Here are two of mine. Tell me why they are impossible.
1.) The Capitalist WPA. a consortium of venture philanthropists forming companies staffed by the long-term unemployed. Identify a niche — a product or service that could be provided domestically at competitive rates. It would be a way of doing well by doing good. The country is groaning with idle talent and skill. Many have given up looking for work, concluding it’s hopeless. They would work for competitive pay and a stake in the ventures, such as an ESOP. (OK, Maxwell, shoot it down.)
2.) The Bio-Battery. No one even seems to notice how absurd it is that, for all the power and sophistication of our electronic gadgetry, we can’t stray more than a few hours from the nearest electrical outlet. How humiliating! We’re tethered to the power grid like a dog on a leash. Whoever invents a truly long-lived battery will be the Edison and Garibaldi of the 21st century rolled into one.
So I ask: why can’t we use our own bodies, pumping with mechanical work, seething with electricity, as a source of power?
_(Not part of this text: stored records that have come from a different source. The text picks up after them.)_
//! # fara-storage — The Action Store
//!
//! Durable, transactional persistence for actions and events (spec §4.1).
//! Two backends — an embedded single-file SQLite store and a networked
//! Postgres store — satisfy the same `ActionStore` trait, so the rest of
//! the Governor never branches on which one is active.

mod postgres;
mod sqlite;

use std::sync::Arc;

use async_trait::async_trait;
use fara_core::{Action, ActionEvent, GovernorError, Status};
use serde_json::{Map, Value};

pub use postgres::PostgresStore;
pub use sqlite::SqliteStore;

/// Optional filters for `list_actions` (spec §4.1: "filters on any of
/// {agent_id, tool, status}").
#[derive(Debug, Clone, Default)]
pub struct ActionFilters {
    pub agent_id: Option<String>,
    pub tool: Option<String>,
    pub status: Option<Status>,
}

/// The Action Store interface. Both backends implement this identically;
/// callers never need to know which one is active.
#[async_trait]
pub trait ActionStore: Send + Sync {
    /// Insert a new action row. Fails if `action.id` already exists.
    async fn create_action(&self, action: &Action) -> Result<(), GovernorError>;

    /// Update only if the stored `version` equals `expected_version`; on
    /// success the stored version becomes `expected_version + 1`. Returns
    /// `false` (not an error) on a version mismatch or missing row — the
    /// caller re-reads and retries (spec §4.3 concurrency protocol).
    async fn update_action(&self, action: &Action, expected_version: i64) -> Result<bool, GovernorError>;

    /// Fetch the current action, or `None` if no such id exists.
    async fn get_action(&self, id: &str) -> Result<Option<Action>, GovernorError>;

    /// List actions matching `filters`, newest first, offset-paginated.
    async fn list_actions(&self, limit: i64, offset: i64, filters: ActionFilters) -> Result<Vec<Action>, GovernorError>;

    /// Total row count (used by demo seeding to detect an empty store).
    async fn count_actions(&self) -> Result<i64, GovernorError>;

    /// Append an audit event. Best-effort: failures are logged here and
    /// never propagated, so a caller never needs its own try/catch to
    /// keep event writes from aborting a state change (spec §4.1, §7).
    async fn append_event(&self, action_id: &str, event_type: &str, meta: Map<String, Value>);

    /// All events for an action, oldest first.
    async fn get_events(&self, action_id: &str) -> Result<Vec<ActionEvent>, GovernorError>;

    /// Insert a batch of fully-formed actions (demo seeding only).
    async fn seed_demo_actions(&self, actions: &[Action]) -> Result<(), GovernorError>;
}

/// Construct the configured store, falling back to the embedded SQLite
/// backend if a configured networked backend can't be reached at startup
/// (spec §4.1, §9: "never crash on boot for storage reasons alone").
pub async fn get_store(db_backend: &str, sqlite_path: &str, postgres_dsn: &str) -> Arc<dyn ActionStore> {
    if db_backend.eq_ignore_ascii_case("postgres") {
        match PostgresStore::connect(postgres_dsn).await {
            Ok(store) => return Arc::new(store),
            Err(e) => {
                tracing::warn!(
                    error = %e,
                    "failed to connect to PostgreSQL, falling back to SQLite; set FARA_DB_BACKEND=sqlite to suppress this warning"
                );
            }
        }
    }

    Arc::new(
        SqliteStore::connect(sqlite_path)
            .await
            .expect("embedded SQLite store must always be constructible"),
    )
}
//! `GET /v1/policy/info` (spec §6, `[ADDED]` `policy_path` per SPEC_FULL).

use std::path::Path as FsPath;

use axum::extract::State;
use axum::response::IntoResponse;
use axum::Json;
use serde_json::json;

use crate::state::AppState;

pub async fn policy_info(State(state): State<AppState>) -> impl IntoResponse {
    let path = FsPath::new(&state.policy_file);
    let exists = path.exists();
    let resolved = path
        .canonicalize()
        .unwrap_or_else(|_| std::env::current_dir().unwrap_or_default().join(path));

    Json(json!({
        "policy_file": state.policy_file,
        "policy_path": resolved.display().to_string(),
        "exists": exists,
        "policy_version": if exists { Some(state.policy.policy_version()) } else { None },
    }))
}
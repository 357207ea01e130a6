//! The Lifecycle Coordinator (spec §4.3): the single point of state
//! mutation for an action. Every operation runs the same "optimistic
//! transaction" protocol — read, validate, produce the new state locally,
//! CAS-write, retry on conflict — and every successful transition emits
//! the matching event through the [`EventBus`], which never rolls back a
//! state change on a write failure.

use std::sync::Arc;

use async_trait::async_trait;
use fara_core::{transition::validate_transition, Action, Decision, GovernorError, Status};
use fara_executor::{ExecutionOutcome, ExecutionReporter, ExecutorRegistry};
use fara_policy::PolicyEngine;
use fara_storage::ActionStore;
use serde_json::{json, Map, Value};

use crate::approval::{mint_token, tokens_match};
use crate::event_bus::EventBus;

/// Optimistic-lock retries per spec §4.3 ("up to N times, N≥3").
const MAX_RETRIES: usize = 5;

pub struct Coordinator {
    store: Arc<dyn ActionStore>,
    policy: Arc<PolicyEngine>,
    executors: Arc<ExecutorRegistry>,
    event_bus: Arc<EventBus>,
}

impl Coordinator {
    pub fn new(
        store: Arc<dyn ActionStore>,
        policy: Arc<PolicyEngine>,
        executors: Arc<ExecutorRegistry>,
        event_bus: Arc<EventBus>,
    ) -> Self {
        Self { store, policy, executors, event_bus }
    }

    pub fn store(&self) -> &Arc<dyn ActionStore> {
        &self.store
    }

    /// Run `mutate` against the current row, retrying on a lost CAS race.
    /// `mutate` receives the freshly read action and returns the action to
    /// persist, or an error to abort without a retry (e.g. illegal
    /// transition, unauthorized token).
    async fn transact(
        &self,
        action_id: &str,
        mutate: impl Fn(Action) -> Result<Action, GovernorError>,
    ) -> Result<Action, GovernorError> {
        for _ in 0..MAX_RETRIES {
            let current = self
                .store
                .get_action(action_id)
                .await?
                .ok_or_else(|| GovernorError::ActionNotFound(action_id.to_string()))?;
            let expected_version = current.version;
            let next = mutate(current)?;
            if self.store.update_action(&next, expected_version).await? {
                return Ok(next);
            }
            // lost the race against a concurrent writer; re-read and retry
        }
        Err(GovernorError::Conflict(action_id.to_string()))
    }

    pub async fn submit(
        &self,
        agent_id: String,
        tool: String,
        operation: String,
        params: Map<String, Value>,
        context: Map<String, Value>,
    ) -> Result<Action, GovernorError> {
        let (decision, reason, risk) = self.policy.evaluate(&tool, &operation, &params, &context);
        let policy_version = self.policy.policy_version();

        let mut action = Action::new(agent_id, tool, operation, params, context);
        action.decision = Some(decision);
        action.reason = Some(reason);
        action.risk_level = risk;
        action.policy_version = Some(policy_version);

        action.status = match decision {
            Decision::Allow if risk != fara_core::RiskLevel::High => Status::Allowed,
            Decision::Allow => {
                action.approval_token = Some(mint_token());
                Status::PendingApproval
            }
            Decision::RequireApproval => {
                action.approval_token = Some(mint_token());
                Status::PendingApproval
            }
            Decision::Deny => Status::Denied,
        };

        if !validate_transition(Status::PendingDecision, action.status) {
            return Err(GovernorError::Internal(format!(
                "policy evaluation produced an unreachable status {:?}",
                action.status
            )));
        }

        metrics::counter!(
            "fara_actions_submitted_total",
            "tool" => action.tool.clone(),
            "status" => action.status.to_string(),
        )
        .increment(1);
        let decision_latency = (action.updated_at - action.created_at).to_std().unwrap_or_default();
        metrics::histogram!(
            "fara_action_submit_to_response_seconds",
            "tool" => action.tool.clone(),
            "operation" => action.operation.clone(),
        )
        .record(decision_latency.as_secs_f64());

        self.store.create_action(&action).await?;
        self.event_bus
            .emit(&action.id, "created", json!({"decision": action.decision}).as_object().unwrap().clone())
            .await;
        self.event_bus
            .emit(
                &action.id,
                "decision_made",
                json!({"decision": action.decision, "reason": action.reason, "risk_level": action.risk_level})
                    .as_object()
                    .unwrap()
                    .clone(),
            )
            .await;
        Ok(action)
    }

    pub async fn approve(&self, action_id: &str, token: &str, approve: bool, reason: Option<String>) -> Result<Action, GovernorError> {
        let updated = self
            .transact(action_id, |current| {
                if current.status != Status::PendingApproval {
                    return Err(GovernorError::ActionNotExecutable { id: current.id.clone(), status: current.status });
                }
                match &current.approval_token {
                    Some(stored) if tokens_match(token, stored) => {}
                    _ => return Err(GovernorError::Unauthorized("invalid approval token".to_string())),
                }

                let mut next = current;
                next.approval_token = None;
                if approve {
                    next.status = Status::Approved;
                    next.decision = Some(Decision::Allow);
                    next.reason = Some(reason.clone().unwrap_or_else(|| "approved by human".to_string()));
                } else {
                    next.status = Status::Denied;
                    next.decision = Some(Decision::Deny);
                    next.reason = Some(reason.clone().unwrap_or_else(|| "denied by human".to_string()));
                }
                next.updated_at = chrono::Utc::now();
                Ok(next)
            })
            .await?;

        let event_type = if approve { "approved" } else { "denied" };
        self.event_bus.emit(&updated.id, event_type, Map::new()).await;
        Ok(updated)
    }

    pub async fn start(self: &Arc<Self>, action_id: &str) -> Result<Action, GovernorError> {
        let updated = self
            .transact(action_id, |current| {
                if !matches!(current.status, Status::Allowed | Status::Approved) {
                    return Err(GovernorError::ActionNotExecutable { id: current.id.clone(), status: current.status });
                }
                let mut next = current;
                next.status = Status::Executing;
                next.reason = Some("executing".to_string());
                next.updated_at = chrono::Utc::now();
                Ok(next)
            })
            .await?;

        self.event_bus.emit(&updated.id, "started", Map::new()).await;
        self.executors.dispatch(updated.clone(), self.clone() as Arc<dyn ExecutionReporter>);
        Ok(updated)
    }

    /// Record a terminal outcome reported by the HTTP `/result` endpoint
    /// (spec §6: `{success, error?}`, no reason field).
    pub async fn record_result(&self, action_id: &str, success: bool, error: Option<String>) -> Result<Action, GovernorError> {
        let (status, reason) = if success {
            (Status::Succeeded, "execution completed".to_string())
        } else {
            (Status::Failed, error.clone().unwrap_or_else(|| "execution failed".to_string()))
        };
        let event_type = if success { "succeeded" } else { "failed" };
        self.finish_execution(action_id, status, reason, event_type, error).await
    }

    /// Shared terminal-transition path for both the public `/result`
    /// endpoint and executor-reported outcomes (spec §4.3: executing →
    /// {succeeded, failed, timeout}).
    async fn finish_execution(
        &self,
        action_id: &str,
        status: Status,
        reason: String,
        event_type: &str,
        error: Option<String>,
    ) -> Result<Action, GovernorError> {
        let updated = self
            .transact(action_id, |current| {
                if current.status != Status::Executing {
                    return Err(GovernorError::ActionNotExecutable { id: current.id.clone(), status: current.status });
                }
                let mut next = current;
                next.status = status;
                next.reason = Some(reason.clone());
                next.updated_at = chrono::Utc::now();
                Ok(next)
            })
            .await?;

        let mut meta = Map::new();
        meta.insert("reason".to_string(), Value::String(updated.reason.clone().unwrap_or_default()));
        if let Some(error) = error {
            meta.insert("error".to_string(), Value::String(error));
        }
        self.event_bus.emit(&updated.id, event_type, meta).await;

        metrics::counter!(
            "fara_actions_completed_total",
            "tool" => updated.tool.clone(),
            "status" => updated.status.to_string(),
        )
        .increment(1);
        let latency = (updated.updated_at - updated.created_at).to_std().unwrap_or_default();
        metrics::histogram!(
            "fara_action_submit_to_response_seconds",
            "tool" => updated.tool.clone(),
            "operation" => updated.operation.clone(),
        )
        .record(latency.as_secs_f64());

        Ok(updated)
    }

    /// Resubmit the same `(agent_id, tool, operation, params)` as a brand
    /// new action, stamping `context.replayed_from` (spec §4.3; §9 open
    /// question resolved as: carry the full original context, then
    /// overwrite `replayed_from`, matching the source's own merge-all
    /// behavior).
    pub async fn replay(&self, action_id: &str) -> Result<Action, GovernorError> {
        let source = self
            .store
            .get_action(action_id)
            .await?
            .ok_or_else(|| GovernorError::ActionNotFound(action_id.to_string()))?;

        let mut context = source.context.clone();
        context.insert("replayed_from".to_string(), Value::String(source.id.clone()));

        self.submit(source.agent_id, source.tool, source.operation, source.params, context).await
    }
}

#[async_trait]
impl ExecutionReporter for Coordinator {
    async fn report(&self, action_id: &str, outcome: ExecutionOutcome) {
        let (status, event_type) = if outcome.error.as_deref() == Some("timeout") {
            (Status::Timeout, "timeout")
        } else if outcome.success {
            (Status::Succeeded, "succeeded")
        } else {
            (Status::Failed, "failed")
        };
        let reason = outcome.reason.unwrap_or_else(|| event_type.to_string());
        let result = self.finish_execution(action_id, status, reason, event_type, outcome.error).await;
        if let Err(e) = result {
            tracing::error!(action_id, error = %e, "failed to record execution outcome");
        }
    }
}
Why couldn’t our everyday movements (already harnessed by self-winding watches) spin tiny generators? What if we could simply turn a little generator with a foot pedal while we worked? (Ooh! The possibilities for new repetitive-stress injuries!) What about a chest band that converted the movements of our breathing into electricity? What if our exhalations could spin a tiny windmill? What if we could put on a lightweight EEG-like headband and harvest the electrical fields of our brains? Has any of this been tried? (My guess is that it wouldn’t produce enough electricity, but this is a challenge for inventors at both ends—the devices that demand so much juice, and step-up or movement-amplification technology at the supply end.)